Gepost door: Paul Voestermans | 25 januari, 2018

Verlos ons van het onzalige identiteitsgedoe

“Hoe gelijker de omstandigheden zijn, des te moeilijker de verschillen te verklaren zijn die er daadwerkelijk tussen mensen bestaan en daardoor worden individuen en groepen steeds ongelijker aan elkaar.”

Hannah Arendt, Antisemitisme.

“Ik zou zeggen, schaf de diversiteitstrainingen af en volsta met de mededeling: er zijn mensen die om diverse redenen de schijn tegenhebben en er zijn mensen die om diverse redenen altijd het voordeel van de twijfel krijgen, zelfs als ze dat niet verdienen. Al het andere wat hierover gezegd kan worden is ruis, aangevuld met verontwaardiging in prettige en minder prettige vormen.

Arnon Grunberg

Is links of rechts gebaat bij een ‘cultuuroorlog’ over diversiteit? Het antwoord is kort en bondig: nee. Zo’n oorlog – over ras, gender, of klasse – versterkt destructieve krachten in de samenleving. Dat zie je aan de discussies over ‘woke’. Woke is de overdrijving en destructieve politisering van identiteit en diversiteit. Als zodanig is ‘woke’ niet hetzelfde als recht doen aan groeperingen die grof te lijden hebben gehad van het bevestigen van maar één enkele waardevolle identiteit, namelijk die van de ingezetenen van de Westerse wereld. Eeuwenlang heeft het bevestigen daarvan het leven van de overrulede anderen bedreigd. Dat staat op het spel in de discussie over diversiteit en niks anders. Woke kan naar de schroothoop. Identitaire politiek en bewegingen ook, maar niet deze bedreiging. Wel is het zo: de stok moet helaas even worden doorgebogen om hem recht te krijgen. zo kun je ‘woke’ ook bekijken.

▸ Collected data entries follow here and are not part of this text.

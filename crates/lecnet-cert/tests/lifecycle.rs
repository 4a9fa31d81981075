//! End-to-end certificate lifecycle: CA, server CSR, CA-signed certificate.

use std::fs;

use lecnet_cert::{CertificateParams, CsrParams, PrivateKeyParams, gen_rsa_and_cert, gen_rsa_and_csr, sign_csr};
use tempfile::tempdir;

#[test]
fn ca_issues_server_certificate_from_csr() {
    let dir = tempdir().expect("tempdir");

    let ca_key = PrivateKeyParams { file_name: dir.path().join("ca.key"), bits: 2048, ..Default::default() };
    let ca_cert = CertificateParams {
        file_name: dir.path().join("ca.crt"),
        issuer: "lecnet-test-ca".to_string(),
        ..Default::default()
    };
    gen_rsa_and_cert(&ca_key, &ca_cert).expect("generate CA");

    let server_key =
        PrivateKeyParams { file_name: dir.path().join("server.key"), bits: 2048, ..Default::default() };
    let server_csr = CsrParams { file_name: dir.path().join("server.csr"), ..Default::default() };
    gen_rsa_and_csr(&server_key, &server_csr).expect("generate server CSR");

    let issued_cert_path = dir.path().join("server.crt");
    sign_csr(
        &ca_cert.file_name,
        &ca_key.file_name,
        None,
        &server_csr.file_name,
        &issued_cert_path,
        365,
    )
    .expect("sign CSR");

    let pem = fs::read_to_string(&issued_cert_path).expect("read issued cert");
    let mut reader = std::io::Cursor::new(pem.as_bytes());
    let certs: Vec<_> = rustls_pemfile::certs(&mut reader).collect::<Result<_, _>>().expect("parse PEM");
    assert_eq!(certs.len(), 1);

    // The CSR file is still present; callers, not this crate, delete it.
    assert!(server_csr.file_name.exists());
}

#[test]
fn ca_key_can_be_password_protected() {
    let dir = tempdir().expect("tempdir");

    let ca_key = PrivateKeyParams {
        file_name: dir.path().join("ca.key"),
        password: Some("correct horse battery staple".to_string()),
        bits: 2048,
    };
    let ca_cert = CertificateParams {
        file_name: dir.path().join("ca.crt"),
        issuer: "lecnet-test-ca".to_string(),
        ..Default::default()
    };
    gen_rsa_and_cert(&ca_key, &ca_cert).expect("generate CA with encrypted key");

    let key_pem = fs::read_to_string(&ca_key.file_name).expect("read ca key");
    assert!(key_pem.contains("ENCRYPTED PRIVATE KEY"));

    let server_key =
        PrivateKeyParams { file_name: dir.path().join("server.key"), bits: 2048, ..Default::default() };
    let server_csr = CsrParams { file_name: dir.path().join("server.csr"), ..Default::default() };
    gen_rsa_and_csr(&server_key, &server_csr).expect("generate server CSR");

    let issued_cert_path = dir.path().join("server.crt");
    sign_csr(
        &ca_cert.file_name,
        &ca_key.file_name,
        ca_key.password.as_deref(),
        &server_csr.file_name,
        &issued_cert_path,
        365,
    )
    .expect("sign CSR with encrypted CA key");

    let wrong_password = sign_csr(
        &ca_cert.file_name,
        &ca_key.file_name,
        Some("wrong password"),
        &server_csr.file_name,
        &issued_cert_path,
        365,
    );
    assert!(wrong_password.is_err());
}
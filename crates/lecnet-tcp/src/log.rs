//! Log event taxonomy emitted by the server.
//!
//! Replaces the original library's `log(time_stamp(), message: &str)`
//! contract with a typed enum: the caller decides how (or whether) to
//! timestamp and format an event, rather than receiving a pre-formatted
//! string. [`LogEvent::tag`] gives a stable string for callers that still
//! want to grep-route by event kind.

use std::net::SocketAddr;

/// One loggable server event.
#[derive(Debug, Clone)]
pub enum LogEvent {
    /// The accept loop started listening.
    Started {
        /// The bound address.
        address: SocketAddr,
    },
    /// `start` was called while the accept loop was already running; the
    /// call is a no-op.
    AlreadyRunning,
    /// The accept loop stopped.
    Stopped,
    /// A client connected and was admitted.
    ClientConnected {
        /// The client's address.
        address: SocketAddr,
    },
    /// A client connected but was denied (admission cap reached).
    ClientDenied {
        /// The client's address.
        address: SocketAddr,
    },
    /// A client disconnected (gracefully or otherwise).
    ClientDisconnected {
        /// The client's address.
        address: SocketAddr,
    },
    /// A session received data that failed to decode as a valid frame.
    InvalidData {
        /// The client's address.
        address: SocketAddr,
    },
    /// An operational error not tied to a specific client.
    Error {
        /// Human-readable description.
        message: String,
    },
}

impl LogEvent {
    /// The stable string tag for this event, suitable for log scraping.
    #[must_use]
    pub fn tag(&self) -> &'static str {
        match self {
            Self::Started { .. } => "server_started",
            Self::AlreadyRunning => "server_already_running",
            Self::Stopped => "server_stopped",
            Self::ClientConnected { .. } => "client_connected",
            Self::ClientDenied { .. } => "client_denied",
            Self::ClientDisconnected { .. } => "client_disconnected",
            Self::InvalidData { .. } => "invalid_data",
            Self::Error { .. } => "error",
        }
    }
}

/// Callback invoked inline on the event loop for every [`LogEvent`]. Must
/// return quickly; heavy work belongs in the caller's own task.
pub type LogFn = std::sync::Arc<dyn Fn(LogEvent) + Send + Sync>;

Dat betekent dat verscheidenheid en acceptatie van verschillen, mits niet uitvergroot tot ‘cultuur’, nastrevenswaard blijven. Er is te lang negatief gedaan over andere groeperingen en dat moet inderdaad ophouden

In het jaarverslag van de NRC van 2017 werd het identiteitsdebat uitgeroepen tot een van de belangrijkste debatten van dat jaar. Zou je het weer onderzoeken dan zal, denk ik, blijken dat het nog steeds een actueel debat is.

In dit debat is identiteit van oudsher nauw verweven met integratie, maar tegenwoordig ook met diversiteit, en ongelijkheid. De verbintenis met integratie geeft ernstige problemen. Door grote nadruk op hoe of wat mensen zijn en/of graag willen zijn – dat is identiteit en die op te hangen aan bijv. etniciteit – in plaats van op wat ze doen, segregeren ze eerder dan dat ze integreren. Als je je laat beoordelen op wat je bent i.p.v. op wat je kunt en wat je allemaal ondernomen hebt om iemand te worden, bemoeilijk je de contactname met iemand die echt anders is. Je slaat elkaar plat op kenmerken als huidskleur, etniciteit, afkomst, sekse, klasse etc. die er soms helemaal niet toe doen. Zo doen bijvoorbeeld ook culturele praktijken die niet meer aansluiten bij wie je geworden bent er niet echt toe. Iemand beoordelen op onderdeel te zijn van een toevallige groep, zei Primo Levi al, is gelijk aan misdaad. In de discussie over diversiteit en ongelijkheid is het identiteitsdebat vooral een debat over wat voor remmingen de zogenaamde ‘witte identiteit’ allemaal met zich meebrengt om ‘anderen’ die niet wit zijn echt te zien voor wie ze zijn en ze toe te laten.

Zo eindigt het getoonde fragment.